Peptide Computing refers to the form of model computing using Peptides and Molecular biology instead of the common silicon based chip technology. Peptide Computing rely on the fact that Antibodies show affinity towards Peptides and Proteins. Like DNA computing, Peptide computing uses the interaction between the peptide chains and antibodies.
Peptide chains are the building blocks of Proteins. During Protein synthesis, Amino acids join together one by one with Peptide bonds between them. This Polypeptide is the Primary structure of Proteins which then folds to form the Secondary structure and then the Tertiary structure which is the functional protein.
Antibodies are proteins specifically synthesized in the body in response to the presence of foreign bodies including germs. The antibodies specifically bind with the Antigens and inactivate or destroy them.
Antibodies on RBC Antibody Structure
Peptide computing is the advanced research field using computational models similar to DNA computing. The parallel interaction between the Peptides and Antibodies is used to solve the NP Complete Problem which is a class of decision problems in Computational complexity theory. For example the Hamiltonian problem (It is the problem of determining whether the Hamiltonian path exists in a given graph whether in the directed or undirected way) and Set cover problems (approximation algorithms) are two NP complete problems solved so far using the Peptide computational model.
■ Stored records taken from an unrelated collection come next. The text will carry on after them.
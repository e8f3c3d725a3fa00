//! Classification of attributes into merge markup and content.

use xmerge_xml::Attribute;

use crate::options::MergeVocabulary;

/// One attribute of a merge node, judged against the merge vocabulary.
#[derive(Debug, Clone, Copy)]
pub struct MergeAttribute<'a> {
    attribute: &'a Attribute,
    vocabulary: &'a MergeVocabulary,
}

impl<'a> MergeAttribute<'a> {
    pub fn new(attribute: &'a Attribute, vocabulary: &'a MergeVocabulary) -> Self {
        Self {
            attribute,
            vocabulary,
        }
    }

    /// The wrapped attribute.
    pub fn attribute(&self) -> &'a Attribute {
        self.attribute
    }

    pub fn value(&self) -> &'a str {
        &self.attribute.value
    }

    /// Whether the attribute lives in the merge namespace, or declares it.
    ///
    /// Reserved attributes never reach the merged output.
    pub fn is_reserved(&self) -> bool {
        self.in_merge_namespace()
            || (self.attribute.is_namespace_declaration()
                && self.attribute.value == self.vocabulary.namespace)
    }

    /// Whether this is the identity rule attribute (`merge:id`).
    pub fn is_identity(&self) -> bool {
        self.in_merge_namespace() && self.attribute.local_name == self.vocabulary.id_attribute
    }

    /// Whether this is the strategy attribute (`merge:strategy`).
    pub fn is_strategy(&self) -> bool {
        self.in_merge_namespace() && self.attribute.local_name == self.vocabulary.strategy_attribute
    }

    fn in_merge_namespace(&self) -> bool {
        self.attribute.namespace.as_deref() == Some(self.vocabulary.namespace.as_str())
    }
}

/// Shorthand for [`MergeAttribute::is_reserved`].
pub fn is_reserved(attribute: &Attribute, vocabulary: &MergeVocabulary) -> bool {
    MergeAttribute::new(attribute, vocabulary).is_reserved()
}

#[cfg(test)]
mod tests {
    use super::*;
    use crate::options::MERGE_NAMESPACE;

    #[test]
    fn test_reserved_attributes() {
        let vocabulary = MergeVocabulary::default();
        let id = Attribute::namespaced("merge", "id", MERGE_NAMESPACE, "@name");
        let strategy = Attribute::namespaced("m", "strategy", MERGE_NAMESPACE, "keep");
        let declaration = Attribute::namespace_declaration(Some("merge"), MERGE_NAMESPACE);
        let other_declaration = Attribute::namespace_declaration(Some("x"), "urn:x");
        let plain = Attribute::new("id", "1");

        assert!(MergeAttribute::new(&id, &vocabulary).is_reserved());
        assert!(MergeAttribute::new(&id, &vocabulary).is_identity());
        assert!(!MergeAttribute::new(&id, &vocabulary).is_strategy());
        assert!(MergeAttribute::new(&strategy, &vocabulary).is_reserved());
        assert!(MergeAttribute::new(&strategy, &vocabulary).is_strategy());
        assert!(MergeAttribute::new(&declaration, &vocabulary).is_reserved());
        assert!(!MergeAttribute::new(&declaration, &vocabulary).is_identity());
        assert!(!MergeAttribute::new(&other_declaration, &vocabulary).is_reserved());
        assert!(!MergeAttribute::new(&plain, &vocabulary).is_reserved());
        assert!(!MergeAttribute::new(&plain, &vocabulary).is_identity());
    }

    #[test]
    fn test_default_namespace_declaration_of_merge_namespace() {
        let vocabulary = MergeVocabulary::default();
        let declaration = Attribute::namespace_declaration(None, MERGE_NAMESPACE);
        assert!(is_reserved(&declaration, &vocabulary));
    }

    #[test]
    fn test_custom_vocabulary() {
        let vocabulary = MergeVocabulary::new("urn:custom");
        let id = Attribute::namespaced("c", "id", "urn:custom", "name()");
        let old = Attribute::namespaced("merge", "id", MERGE_NAMESPACE, "name()");
        assert!(MergeAttribute::new(&id, &vocabulary).is_identity());
        assert!(!is_reserved(&old, &vocabulary));
    }
}
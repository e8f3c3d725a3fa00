//! Name tests of an XPath 1.0 expression.
//!
//! XPath 1.0 has no default element namespace: an unprefixed name test only
//! matches elements in no namespace. Templates written against a default
//! namespace expect `item` to match their own `item` elements, so before
//! evaluation the unprefixed element name tests are qualified with a prefix
//! bound to that namespace. Finding them takes the lexical disambiguation
//! rules of XPath 1.0 (section 3.7) and nothing else; parsing and evaluation
//! stay with sxd-xpath.

/// The node kind a name test selects.
#[derive(Debug, Clone, Copy, PartialEq, Eq)]
pub(crate) enum Principal {
    Element,
    Attribute,
    Namespace,
}

/// A name test found in an expression.
#[derive(Debug, Clone, Copy, PartialEq, Eq)]
pub(crate) struct NameTest<'a> {
    /// Byte offset of the test.
    pub offset: usize,
    pub prefix: Option<&'a str>,
    /// Local name, or `*`.
    pub local: &'a str,
    pub principal: Principal,
}

impl NameTest<'_> {
    /// Whether the test only matches no-namespace elements under XPath 1.0.
    pub fn is_unprefixed_element_name(&self) -> bool {
        self.prefix.is_none() && self.local != "*" && self.principal == Principal::Element
    }
}

const OPERATOR_NAMES: &[&str] = &["and", "or", "div", "mod"];

/// Every name test of `expression`, in source order.
///
/// Unterminated literals and other malformed input are skipped over; the
/// XPath parser reports them.
pub(crate) fn name_tests(expression: &str) -> Vec<NameTest<'_>> {
    let mut tests = Vec::new();
    let mut scanner = Scanner::new(expression);
    // Whether the previous token lets a name or `*` start a step.
    let mut operand = true;
    let mut principal = Principal::Element;

    while let Some(c) = scanner.peek() {
        let start = scanner.position;
        match c {
            c if c.is_whitespace() => scanner.bump(),
            '\'' | '"' => {
                scanner.skip_literal(c);
                operand = false;
            }
            '0'..='9' => {
                scanner.skip_number();
                operand = false;
            }
            '.' => {
                if scanner.peek_at(1).is_some_and(|c| c.is_ascii_digit()) {
                    scanner.skip_number();
                } else {
                    scanner.skip_while(|c| c == '.');
                }
                operand = false;
            }
            '(' | '[' | ',' => {
                scanner.bump();
                operand = true;
            }
            ')' | ']' => {
                scanner.bump();
                operand = false;
            }
            '@' => {
                scanner.bump();
                operand = true;
                principal = Principal::Attribute;
            }
            '$' => {
                scanner.bump();
                scanner.skip_qname();
                operand = false;
            }
            '*' => {
                scanner.bump();
                if operand {
                    tests.push(NameTest {
                        offset: start,
                        prefix: None,
                        local: "*",
                        principal,
                    });
                    principal = Principal::Element;
                }
                operand = !operand;
            }
            c if is_name_start(c) => {
                let name = scanner.take_ncname();
                if !operand && OPERATOR_NAMES.contains(&name) {
                    operand = true;
                    continue;
                }
                let qualified = scanner.peek() == Some(':')
                    && scanner
                        .peek_at(1)
                        .is_some_and(|c| is_name_start(c) || c == '*');
                let (prefix, local) = if qualified {
                    scanner.bump();
                    if scanner.peek() == Some('*') {
                        scanner.bump();
                        (Some(name), "*")
                    } else {
                        (Some(name), scanner.take_ncname())
                    }
                } else {
                    (None, name)
                };

                match scanner.next_significant() {
                    // function name or node type test
                    (Some('('), _) => {
                        principal = Principal::Element;
                        operand = false;
                    }
                    (Some(':'), Some(':')) => {
                        principal = match local {
                            "attribute" => Principal::Attribute,
                            "namespace" => Principal::Namespace,
                            _ => Principal::Element,
                        };
                        operand = true;
                    }
                    _ => {
                        tests.push(NameTest {
                            offset: start,
                            prefix,
                            local,
                            principal,
                        });
                        principal = Principal::Element;
                        operand = false;
                    }
                }
            }
            // `::`, `/`, `//`, `|` and the other operators
            _ => {
                scanner.bump();
                operand = true;
            }
        }
    }
    tests
}

/// Prefix every unprefixed element name test of `expression` with `prefix`.
pub(crate) fn qualify_element_names(expression: &str, prefix: &str) -> String {
    let mut qualified = String::with_capacity(expression.len() + 16);
    let mut copied = 0;
    for test in name_tests(expression) {
        if test.is_unprefixed_element_name() {
            qualified.push_str(&expression[copied..test.offset]);
            qualified.push_str(prefix);
            qualified.push(':');
            copied = test.offset;
        }
    }
    qualified.push_str(&expression[copied..]);
    qualified
}

fn is_name_start(c: char) -> bool {
    c.is_alphabetic() || c == '_'
}

fn is_name_char(c: char) -> bool {
    c.is_alphanumeric() || matches!(c, '_' | '-' | '.' | '\u{b7}')
}

struct Scanner<'a> {
    source: &'a str,
    position: usize,
}

impl<'a> Scanner<'a> {
    fn new(source: &'a str) -> Self {
        Self {
            source,
            position: 0,
        }
    }

    fn rest(&self) -> &'a str {
        &self.source[self.position..]
    }

    fn peek(&self) -> Option<char> {
        self.rest().chars().next()
    }

    fn peek_at(&self, n: usize) -> Option<char> {
        self.rest().chars().nth(n)
    }

    fn bump(&mut self) {
        if let Some(c) = self.peek() {
            self.position += c.len_utf8();
        }
    }

    fn skip_while(&mut self, matches: impl Fn(char) -> bool) {
        while self.peek().is_some_and(&matches) {
            self.bump();
        }
    }

    fn take_ncname(&mut self) -> &'a str {
        let start = self.position;
        self.skip_while(is_name_char);
        &self.source[start..self.position]
    }

    fn skip_qname(&mut self) {
        self.take_ncname();
        if self.peek() == Some(':') && self.peek_at(1).is_some_and(is_name_start) {
            self.bump();
            self.take_ncname();
        }
    }

    fn skip_literal(&mut self, quote: char) {
        self.bump();
        self.skip_while(|c| c != quote);
        self.bump();
    }

    fn skip_number(&mut self) {
        self.skip_while(|c| c.is_ascii_digit() || c == '.');
    }

    /// The next two characters after any whitespace.
    fn next_significant(&self) -> (Option<char>, Option<char>) {
        let mut chars = self.rest().chars().skip_while(|c| c.is_whitespace());
        (chars.next(), chars.next())
    }
}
Peptide computing has advantages over the DNA computing. For example, the DNA is composed of 4 building blocks (Purine, Pyrimidine, Pentose Sugar and Phosphate) while the Peptides are composed of 20 building blocks (20 types of Amino acids – the Magic 20). Interaction between the Peptide and Antibodies is more flexible than the interaction between the DNA strands. Unlike DNA computing, Peptide computing is in the initial stage and there is limitations in the computing since specific Monoclonal Antibodies (MAB) are required for the Peptide computing.